PR BEKASI – Mengenai penggunaan helikopter oleh Ketua KPK Firli Bahuri saat perjalanan di Baturaja, Palembang hingga tiba di Jakarta, tidak ditemukan adanya dugaan penerimaan gratifikasi atau diskon.

Melalui konferensi pers di gedung KPK, Jakarta, Kamis, 24 September 2020, Dewan Pengawas (Dewas) KPK melalui Tumpak Hatorangan Panggabean selaku ketua Dewas KPK, menyatakan bahwa pihak penyedia telah memberikan keterangan yang jelas mengenai hal tersebut.

"Semua yang disampaiakan sudah diperiksa, dalam klarifikasi tidak ditemukan adanya pembuktian tentang pertemuan antara yang bersangkutan dengan seseorang dari pihak penyedia jasa penerbangan," tuturnya, seperti dikutip Pikiranrakyat-Bekasi.com dari Antara.

Baca Juga: Zayn Malik Resmi Jadi Ayah Setelah Buah Hatinya dari Gigi Hadid Baru Saja Lahir

"Pun pihak penyedia, sudah memberikan keterangan yang jelas bahwa semua itu tidak ada pemberian diskon atau fasilitas yang diberikan, termasuk diskon," katanya.

Dalam sidang tersebut, Dewas KPK memutuskan bahwa Ketua KPK Firli Bahuri melakukan pelanggaran kode etik dan djatuhi sanksi ringan berupa teguran tertulis II.

Hal itu karena Firli menggunakan helikopter bersama dengan istri serta dua anaknya untuk perjalanan dari Palembang ke Baturaja, dan Baturaja ke Palembang, Sumatra Selatan pada Sabtu, 20 Juni 2020, dan perjalanan dari Palembang ke Jakarta pada Minggu, 21 Juni 2020.

Baca Juga: Jangan Bandel! Sekarang Warga Jabodetabek Bisa Laporkan Pelanggar Protokol Covid-19 secara Daring

"Dari itulah fakta, dan juga karena Dewas mempunyai keterbatasan-keterbatasan karena berbeda bila ini dilakukan di tahap penyelidikan dan penyidikan. Sementara Dewas hanya membahas atau mengadili berhubungan pedoman perilaku, itulah yang disebut insan KPK harus memposisikan diri bahwa dia adalah insan KPK," tutur Tumpak.

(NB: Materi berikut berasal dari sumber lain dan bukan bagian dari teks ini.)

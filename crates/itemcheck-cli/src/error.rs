//! CLI error types with associated exit codes.
//!
//! [`CliError`] is the top-level error type for the `itemcheck` binary. Every
//! variant maps to a stable exit code via [`CliError::exit_code`]:
//!
//! - Exit code **2**: the input could not be read or is not an item document.
//! - Exit code **1**: the input was read and at least one record violated a
//!   rule of the requested group.
use std::fmt;
use std::path::PathBuf;

/// All error conditions that the `itemcheck` CLI can produce.
#[derive(Debug)]
pub enum CliError {
    // --- Exit code 2: input failures ---
    /// A file argument could not be found on the filesystem.
    FileNotFound {
        /// The path that was not found.
        path: PathBuf,
    },

    /// The process lacks permission to read a file.
    PermissionDenied {
        /// The path that could not be read.
        path: PathBuf,
    },

    /// The input exceeds the `--max-file-size` limit.
    FileTooLarge {
        /// `"-"` for stdin, or the filesystem path.
        source: String,
        /// The configured size limit in bytes.
        limit: u64,
        /// The actual size in bytes, when known (disk files only).
        actual: Option<u64>,
    },

    /// The input bytes are not valid UTF-8.
    InvalidUtf8 {
        /// `"-"` for stdin, or the filesystem path.
        source: String,
        /// The byte offset of the first invalid byte sequence.
        byte_offset: usize,
    },

    /// An I/O error occurred while reading from stdin.
    StdinReadError {
        /// The underlying I/O error message.
        detail: String,
    },

    /// Any other I/O error.
    IoError {
        /// A label for the source or sink.
        source: String,
        /// The underlying I/O error message.
        detail: String,
    },

    /// The input is not JSON, or not an item / array of items.
    ParseFailed {
        /// What went wrong, with position information where available.
        detail: String,
    },

    // --- Exit code 1: logical failures ---
    /// At least one record has violations.
    ///
    /// The violations have already been printed.
    ValidationFailed {
        /// Number of records with at least one violation.
        invalid_records: usize,
    },
}

impl CliError {
    /// Returns the process exit code for this error.
    pub fn exit_code(&self) -> i32 {
        match self {
            Self::FileNotFound { .. }
            | Self::PermissionDenied { .. }
            | Self::FileTooLarge { .. }
            | Self::InvalidUtf8 { .. }
            | Self::StdinReadError { .. }
            | Self::IoError { .. }
            | Self::ParseFailed { .. } => 2,

            Self::ValidationFailed { .. } => 1,
        }
    }

    /// Returns a human-readable error message suitable for printing to stderr.
    pub fn message(&self) -> String {
        match self {
            Self::FileNotFound { path } => {
                format!("error: file not found: {}", path.display())
            }
            Self::PermissionDenied { path } => {
                format!("error: permission denied: {}", path.display())
            }
            Self::FileTooLarge {
                source,
                limit,
                actual: Some(actual),
            } => {
                format!("error: file too large: {source} is {actual} bytes, limit is {limit} bytes")
            }
            Self::FileTooLarge {
                source,
                limit,
                actual: None,
            } => {
                format!("error: file too large: {source} exceeded limit of {limit} bytes")
            }
            Self::InvalidUtf8 {
                source,
                byte_offset,
            } => {
                format!(
                    "error: invalid UTF-8 in {source}: first invalid byte at offset {byte_offset}"
                )
            }
            Self::StdinReadError { detail } => {
                format!("error: failed to read stdin: {detail}")
            }
            Self::IoError { source, detail } => {
                format!("error: I/O error on {source}: {detail}")
            }
            Self::ParseFailed { detail } => {
                format!("error: invalid item document: {detail}")
            }
            Self::ValidationFailed { invalid_records: 1 } => {
                "error: validation failed for 1 record".to_owned()
            }
            Self::ValidationFailed { invalid_records } => {
                format!("error: validation failed for {invalid_records} records")
            }
        }
    }
}

impl fmt::Display for CliError {
    fn fmt(&self, f: &mut fmt::Formatter<'_>) -> fmt::Result {
        f.write_str(&self.message())
    }
}

impl std::error::Error for CliError {}

#[cfg(test)]
mod tests {
    use std::path::PathBuf;

    use super::*;

    #[test]
    fn input_failures_are_exit_2() {
        let errors = [
            CliError::FileNotFound {
                path: PathBuf::from("items.json"),
            },
            CliError::PermissionDenied {
                path: PathBuf::from("/root/items.json"),
            },
            CliError::FileTooLarge {
                source: "big.json".to_owned(),
                limit: 1024,
                actual: Some(2048),
            },
            CliError::InvalidUtf8 {
                source: "bad.json".to_owned(),
                byte_offset: 3,
            },
            CliError::StdinReadError {
                detail: "broken pipe".to_owned(),
            },
            CliError::IoError {
                source: "items.json".to_owned(),
                detail: "device full".to_owned(),
            },
            CliError::ParseFailed {
                detail: "expected value".to_owned(),
            },
        ];
        for e in &errors {
            assert_eq!(e.exit_code(), 2, "{e:?}");
        }
    }

    #[test]
    fn validation_failed_is_exit_1() {
        let e = CliError::ValidationFailed { invalid_records: 3 };
        assert_eq!(e.exit_code(), 1);
    }

    #[test]
    fn file_not_found_message_contains_path() {
        let e = CliError::FileNotFound {
            path: PathBuf::from("catalogue.json"),
        };
        let msg = e.message();
        assert!(msg.contains("catalogue.json"), "message: {msg}");
        assert!(msg.contains("not found"), "message: {msg}");
    }

    #[test]
    fn file_too_large_without_actual_mentions_limit() {
        let e = CliError::FileTooLarge {
            source: "-".to_owned(),
            limit: 512,
            actual: None,
        };
        assert!(e.message().contains("512"));
    }

    #[test]
    fn validation_failed_message_pluralizes() {
        assert_eq!(
            CliError::ValidationFailed { invalid_records: 1 }.message(),
            "error: validation failed for 1 record"
        );
        assert_eq!(
            CliError::ValidationFailed { invalid_records: 2 }.message(),
            "error: validation failed for 2 records"
        );
    }

    #[test]
    fn display_matches_message() {
        let e = CliError::ParseFailed {
            detail: "line 1, column 1: expected value".to_owned(),
        };
        assert_eq!(format!("{e}"), e.message());
    }
}
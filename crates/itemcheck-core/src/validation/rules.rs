//! Constraint rule definitions and the built-in item rule table.
//!
//! Rules are plain data. [`RuleKind::passes`] is the single interpreter that
//! evaluates a rule kind against a [`FieldValue`]; there is no per-rule code.
use std::fmt;

use serde::{Serialize, Serializer};

use crate::group::Group;
use crate::item::{Field, FieldValue};

// ---------------------------------------------------------------------------
// RuleKind
// ---------------------------------------------------------------------------

/// The predicate a [`ConstraintRule`] applies to its field.
#[derive(Debug, Clone, Copy, PartialEq, Eq, Hash)]
pub enum RuleKind {
    /// The field must be set.
    NotNull,
    /// The field must be set and, for text, contain a non-whitespace character.
    NotBlank,
    /// An integer field, when set, must lie in `min..=max`.
    Range {
        /// Inclusive lower bound.
        min: i64,
        /// Inclusive upper bound.
        max: i64,
    },
    /// An integer field, when set, must not exceed `max`.
    Max {
        /// Inclusive upper bound.
        max: i64,
    },
}

impl RuleKind {
    /// Returns the stable identifier used in diagnostics (e.g. `"NotNull"`).
    pub fn code(&self) -> &'static str {
        match self {
            Self::NotNull => "NotNull",
            Self::NotBlank => "NotBlank",
            Self::Range { .. } => "Range",
            Self::Max { .. } => "Max",
        }
    }

    /// Returns `true` if `value` satisfies this rule.
    ///
    /// Bounds rules pass on an unset value; the presence check belongs to a
    /// separate `NotNull` rule. A bounds rule against a text field is not
    /// applicable and passes.
    pub fn passes(&self, value: FieldValue<'_>) -> bool {
        match (self, value) {
            (Self::NotNull, v) => v.is_set(),
            (Self::NotBlank, FieldValue::Text(v)) => v.is_some_and(|s| !trim_control(s).is_empty()),
            (Self::NotBlank, FieldValue::Int(v)) => v.is_some(),
            (Self::Range { min, max }, FieldValue::Int(v)) => {
                v.is_none_or(|n| (*min..=*max).contains(&n))
            }
            (Self::Max { max }, FieldValue::Int(v)) => v.is_none_or(|n| n <= *max),
            (Self::Range { .. } | Self::Max { .. }, FieldValue::Text(_)) => true,
        }
    }
}

/// Strips leading and trailing characters at or below U+0020 (space and the
/// ASCII control range). Other Unicode whitespace such as U+00A0 is kept.
fn trim_control(s: &str) -> &str {
    s.trim_matches(|c: char| c <= '\u{20}')
}

impl fmt::Display for RuleKind {
    fn fmt(&self, f: &mut fmt::Formatter<'_>) -> fmt::Result {
        f.write_str(self.code())
    }
}

impl Serialize for RuleKind {
    fn serialize<S: Serializer>(&self, serializer: S) -> Result<S::Ok, S::Error> {
        serializer.serialize_str(self.code())
    }
}

// ---------------------------------------------------------------------------
// ConstraintRule
// ---------------------------------------------------------------------------

/// One row of a rule table: a predicate over a field, active under a set of
/// groups, with the message reported when it fails.
#[derive(Debug, Clone, Copy, PartialEq, Eq)]
pub struct ConstraintRule {
    /// The field the rule inspects.
    pub field: Field,
    /// The predicate applied to the field.
    pub kind: RuleKind,
    /// Groups under which the rule is evaluated.
    pub groups: &'static [Group],
    /// Human-readable explanation of a failure.
    pub message: &'static str,
}

impl ConstraintRule {
    /// Constructs a rule. Usable in `static` tables.
    pub const fn new(
        field: Field,
        kind: RuleKind,
        groups: &'static [Group],
        message: &'static str,
    ) -> Self {
        Self {
            field,
            kind,
            groups,
            message,
        }
    }

    /// Returns `true` if this rule is active under `group`.
    pub fn applies_to(&self, group: Group) -> bool {
        self.groups.contains(&group)
    }
}

// ---------------------------------------------------------------------------
// Built-in table
// ---------------------------------------------------------------------------

const SAVE_AND_UPDATE: &[Group] = &[Group::Save, Group::Update];
const UPDATE_ONLY: &[Group] = &[Group::Update];

/// Lowest accepted item price.
pub const PRICE_MIN: i64 = 1_000;
/// Highest accepted item price.
pub const PRICE_MAX: i64 = 1_000_000;
/// Highest accepted stock quantity.
pub const QUANTITY_MAX: i64 = 9_999;

/// The constraint rules for [`crate::Item`].
pub static ITEM_RULES: &[ConstraintRule] = &[
    ConstraintRule::new(
        Field::Id,
        RuleKind::NotNull,
        UPDATE_ONLY,
        "must not be null",
    ),
    ConstraintRule::new(
        Field::Name,
        RuleKind::NotBlank,
        SAVE_AND_UPDATE,
        "must not be blank",
    ),
    ConstraintRule::new(
        Field::Price,
        RuleKind::NotNull,
        SAVE_AND_UPDATE,
        "must not be null",
    ),
    ConstraintRule::new(
        Field::Price,
        RuleKind::Range {
            min: PRICE_MIN,
            max: PRICE_MAX,
        },
        SAVE_AND_UPDATE,
        "must be between 1000 and 1000000",
    ),
    ConstraintRule::new(
        Field::Quantity,
        RuleKind::NotNull,
        SAVE_AND_UPDATE,
        "must not be null",
    ),
    ConstraintRule::new(
        Field::Quantity,
        RuleKind::Max { max: QUANTITY_MAX },
        SAVE_AND_UPDATE,
        "must be less than or equal to 9999",
    ),
];
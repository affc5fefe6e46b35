//! Integration tests for `itemcheck rules`.
#![allow(clippy::expect_used)]

use std::process::{Command, Output};

fn run(args: &[&str]) -> Output {
    Command::new(env!("CARGO_BIN_EXE_itemcheck"))
        .args(args)
        .env_remove("RUST_LOG")
        .output()
        .expect("run itemcheck")
}

#[test]
fn lists_all_rules_on_stdout() {
    let out = run(&["rules"]);
    assert_eq!(out.status.code(), Some(0));
    let stdout = String::from_utf8_lossy(&out.stdout);
    assert_eq!(stdout.lines().count(), 6, "stdout: {stdout}");
    assert!(stdout.contains("quantity\tMax\tsave,update"), "stdout: {stdout}");
}

#[test]
fn no_color_env_accepts_any_value() {
    for value in ["1", "", "yes"] {
        let out = Command::new(env!("CARGO_BIN_EXE_itemcheck"))
            .arg("rules")
            .env_remove("RUST_LOG")
            .env("NO_COLOR", value)
            .output()
            .expect("run itemcheck");
        assert_eq!(out.status.code(), Some(0), "NO_COLOR={value:?}");
        assert_eq!(String::from_utf8_lossy(&out.stdout).lines().count(), 6);
    }
}

#[test]
fn save_group_has_five_rules() {
    let out = run(&["rules", "--group", "save"]);
    assert_eq!(out.status.code(), Some(0));
    assert_eq!(String::from_utf8_lossy(&out.stdout).lines().count(), 5);
}

#[test]
fn json_format_is_one_object_per_line() {
    let out = run(&["rules", "-g", "update", "-f", "json"]);
    assert_eq!(out.status.code(), Some(0));
    let stdout = String::from_utf8_lossy(&out.stdout);
    for line in stdout.lines() {
        let value: serde_json::Value = serde_json::from_str(line).expect("json line");
        assert!(value["groups"]
            .as_array()
            .expect("groups array")
            .contains(&serde_json::json!("update")));
    }
}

Dalam pertimbangan majelis etik Dewas, disebutkan bahwa bukan Firli yang menginisiasi penyewaan helikopter tersebut, tetapi dia hanya menyampaikan informasi soal helikopter.

"Tidak ada perintah langsung ke Kevin (ajudan Firli) terkait penyewaan heli, tapi secara implisit terperiksa minta Kevin untuk mencari informasi. Maka Kevin selaku ajudan pun mencarikan informasi tersebut," ujarnya.

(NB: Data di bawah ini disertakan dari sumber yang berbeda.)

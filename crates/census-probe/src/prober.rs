//! Divide-and-conquer population probing.
//!
//! The unknown elements are cut into chunks of `batch_size`. Each chunk is
//! checked with a single `HAS ANY` query:
//!
//! - no structure matches: every element of the batch is absent, and no
//!   sub-batch is ever queried (`HAS ANY` is monotone)
//! - a match on a single element: that element is present
//! - a match on several elements: split at `len / 2` and check the left half,
//!   then the right half
//!
//! Every batch that is reached is queried, so a single element is only ever
//! marked present by its own response.
//!
//! Batches live on an explicit stack instead of recursing, so the query order
//! is the same as a left-first recursion without boxing recursive futures.
//! For `k` present elements among `n`, this issues on the order of
//! `k * log2(n / k) + k` queries instead of `n`.

use std::collections::{BTreeMap, BTreeSet};
use std::time::{Duration, Instant};

use census_core::{Element, PresenceTable};

use crate::source::BatchQuery;

/// Request telemetry for one probing run.
#[derive(Debug, Clone, Copy, Default, PartialEq, Eq)]
pub struct ProbeStats {
    /// Number of existence queries issued.
    pub requests: usize,
    /// Sum of batch sizes over all queries.
    pub element_slots: usize,
    pub elapsed: Duration,
}

impl ProbeStats {
    /// Mean wall time per query in milliseconds, `0.0` when nothing was
    /// queried.
    #[must_use]
    pub fn avg_time_per_request_ms(&self) -> f64 {
        if self.requests == 0 {
            return 0.0;
        }
        let requests = u32::try_from(self.requests).unwrap_or(u32::MAX);
        self.elapsed.as_secs_f64() * 1000.0 / f64::from(requests)
    }
}

/// Result of probing one child database.
#[derive(Debug, Clone, PartialEq)]
pub struct ProbeOutcome {
    /// A decision for every element of the table.
    pub presence: BTreeMap<String, bool>,
    pub stats: ProbeStats,
}

impl ProbeOutcome {
    #[must_use]
    pub fn present_count(&self) -> usize {
        self.presence.values().filter(|present| **present).count()
    }
}

/// Split `table` into elements that still need querying and symbols already
/// known to be present.
///
/// A missing, empty or `{ "all": false }` seed makes every element unknown.
/// Otherwise only elements the seed marks `true` are skipped; `false` and
/// missing entries are probed again.
#[must_use]
pub fn partition_unknown<'t>(
    table: &'t [Element],
    seed: Option<&PresenceTable>,
) -> (Vec<&'t Element>, BTreeSet<&'static str>) {
    let Some(seed) = seed.filter(|s| !s.is_uninformative()) else {
        return (table.iter().collect(), BTreeSet::new());
    };

    let mut unknown = Vec::new();
    let mut known = BTreeSet::new();
    for element in table {
        if seed.is_present(element.sym) {
            known.insert(element.sym);
        } else {
            unknown.push(element);
        }
    }
    (unknown, known)
}

/// Probes one child database at a time over a fixed element table.
pub struct Prober<'a, Q: ?Sized> {
    query: &'a Q,
    table: &'a [Element],
    batch_size: usize,
}

impl<'a, Q: BatchQuery + ?Sized> Prober<'a, Q> {
    /// A `batch_size` of zero is treated as one.
    pub fn new(query: &'a Q, table: &'a [Element], batch_size: usize) -> Self {
        Self {
            query,
            table,
            batch_size: batch_size.max(1),
        }
    }

    /// Determine which elements of the table `provider_url` holds, reusing
    /// the present elements recorded in `seed`.
    pub async fn probe(&self, provider_url: &str, seed: Option<&PresenceTable>) -> ProbeOutcome {
        let started = Instant::now();
        let (unknown, mut present) = partition_unknown(self.table, seed);
        let mut stats = ProbeStats::default();

        tracing::debug!(
            provider_url,
            unknown = unknown.len(),
            known_present = present.len(),
            "probing child database"
        );

        for chunk in unknown.chunks(self.batch_size) {
            self.check(provider_url, chunk, &mut present, &mut stats).await;
        }

        stats.elapsed = started.elapsed();
        let presence = self
            .table
            .iter()
            .map(|e| (e.sym.to_string(), present.contains(e.sym)))
            .collect();

        ProbeOutcome { presence, stats }
    }

    /// Resolve every element of `chunk`, adding present ones to `present`.
    async fn check(
        &self,
        provider_url: &str,
        chunk: &[&Element],
        present: &mut BTreeSet<&'static str>,
        stats: &mut ProbeStats,
    ) {
        let mut pending: Vec<&[&Element]> = vec![chunk];

        while let Some(batch) = pending.pop() {
            if batch.is_empty() {
                continue;
            }

            let symbols: Vec<&str> = batch.iter().map(|e| e.sym).collect();
            stats.requests += 1;
            stats.element_slots += batch.len();
            if !self.query.any_present(provider_url, &symbols).await {
                continue;
            }

            if let [only] = batch {
                present.insert(only.sym);
                continue;
            }

            // Right half first so the left half is popped next.
            let (left, right) = batch.split_at(batch.len() / 2);
            pending.push(right);
            pending.push(left);
        }
    }
}

#[cfg(test)]
mod tests {
    use super::*;
    use census_core::{ElementGroup, PERIODIC_TABLE};

    #[test]
    fn no_seed_means_everything_unknown() {
        let (unknown, known) = partition_unknown(&PERIODIC_TABLE, None);
        assert_eq!(unknown.len(), 118);
        assert!(known.is_empty());
    }

    #[test]
    fn sentinel_seed_means_everything_unknown() {
        let (unknown, known) = partition_unknown(&PERIODIC_TABLE, Some(&PresenceTable::AllAbsent));
        assert_eq!(unknown.len(), 118);
        assert!(known.is_empty());
    }

    #[test]
    fn empty_seed_means_everything_unknown() {
        let seed = PresenceTable::Elements(BTreeMap::new());
        let (unknown, _) = partition_unknown(&PERIODIC_TABLE, Some(&seed));
        assert_eq!(unknown.len(), 118);
    }

    #[test]
    fn only_true_entries_are_skipped() {
        let table = [
            Element::new("H", 1, ElementGroup::Nonmetal),
            Element::new("He", 2, ElementGroup::NobleGas),
            Element::new("Li", 3, ElementGroup::AlkaliMetal),
        ];
        let seed = PresenceTable::Elements(BTreeMap::from([
            ("H".to_string(), true),
            ("He".to_string(), false),
        ]));
        let (unknown, known) = partition_unknown(&table, Some(&seed));
        let unknown: Vec<_> = unknown.iter().map(|e| e.sym).collect();
        assert_eq!(unknown, vec!["He", "Li"]);
        assert_eq!(known.into_iter().collect::<Vec<_>>(), vec!["H"]);
    }

    #[test]
    fn average_time_per_request() {
        let stats = ProbeStats {
            requests: 4,
            element_slots: 7,
            elapsed: Duration::from_millis(200),
        };
        assert!((stats.avg_time_per_request_ms() - 50.0).abs() < 1e-9);
        assert!(ProbeStats::default().avg_time_per_request_ms().abs() < f64::EPSILON);
    }
}
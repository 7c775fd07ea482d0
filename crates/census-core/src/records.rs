//! Records of the two persisted documents: the ptable cache and the counts
//! statistics.

use chrono::{DateTime, Utc};
use serde::{Deserialize, Serialize};

use crate::presence::PresenceTable;

// ---------------------------------------------------------------------------
// Ptable cache
// ---------------------------------------------------------------------------

/// One probed child database.
#[derive(Debug, Clone, PartialEq, Serialize, Deserialize)]
#[serde(rename_all = "camelCase")]
pub struct PtableEntry {
    /// Base URL of the child database. Unique within a document.
    pub provider_url: String,
    #[serde(default)]
    pub ptable: PresenceTable,
    /// Mean wall time per existence query, in milliseconds.
    #[serde(default)]
    pub avg_time_per_request: f64,
}

/// The persisted ptable cache document.
#[derive(Debug, Clone, PartialEq, Serialize, Deserialize)]
#[serde(rename_all = "camelCase")]
pub struct PtableDocument {
    #[serde(default)]
    pub last_updated: Option<DateTime<Utc>>,
    #[serde(default)]
    pub data: Vec<PtableEntry>,
}

#[derive(Deserialize)]
#[serde(untagged)]
enum AnyPtableDocument {
    Wrapped(PtableDocument),
    Bare(Vec<PtableEntry>),
}

impl PtableDocument {
    /// Parse a document, accepting the wrapped `{ lastUpdated, data }` shape
    /// as well as a bare array of entries.
    ///
    /// # Errors
    ///
    /// Returns the JSON error if `raw` matches neither shape.
    pub fn from_json(raw: &str) -> Result<Self, serde_json::Error> {
        Ok(match serde_json::from_str(raw)? {
            AnyPtableDocument::Wrapped(doc) => doc,
            AnyPtableDocument::Bare(data) => Self {
                last_updated: None,
                data,
            },
        })
    }
}

// ---------------------------------------------------------------------------
// Counts statistics
// ---------------------------------------------------------------------------

/// Smallest and largest value of a per-structure count field.
///
/// Either bound is `None` when the provider could not answer.
#[derive(Debug, Clone, Copy, Default, PartialEq, Eq, Serialize, Deserialize)]
pub struct CountBounds {
    pub min: Option<u64>,
    pub max: Option<u64>,
}

/// Count bounds for one child database.
#[derive(Debug, Clone, PartialEq, Eq, Serialize, Deserialize)]
#[serde(rename_all = "camelCase")]
pub struct CountsChild {
    pub provider_url: String,
    /// Bounds of `nelements`.
    pub elements: CountBounds,
    /// Bounds of `nsites`.
    pub sites: CountBounds,
}

/// Count bounds for every child of one provider.
#[derive(Debug, Clone, PartialEq, Eq, Serialize, Deserialize)]
#[serde(rename_all = "camelCase")]
pub struct CountsEntry {
    pub provider_url: String,
    pub children: Vec<CountsChild>,
}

Baca Juga: Kemendagri Tegaskan Tak Boleh Ada Kerumunan Saat Pengundian Nomor Urut Paslon Pilkada 2020

Kevin pun mengatakan terdapat helikopter yang disewakan PT Air Pasifik Utama dengan sewa Rp7 juta per jam.

"Lalu terperiksa menyampaikan 'coba cek betul harga sewanya berapa dan berapa lama penerbangan sampai ke sana?' setelah itu Kevin mengatakan lebih cepat durasi waktu perjalanan dari Palembang ke Baturaja dibandung hanya menggunakan mobil yang butuh waktu lebih kurang 5 jam," katanya.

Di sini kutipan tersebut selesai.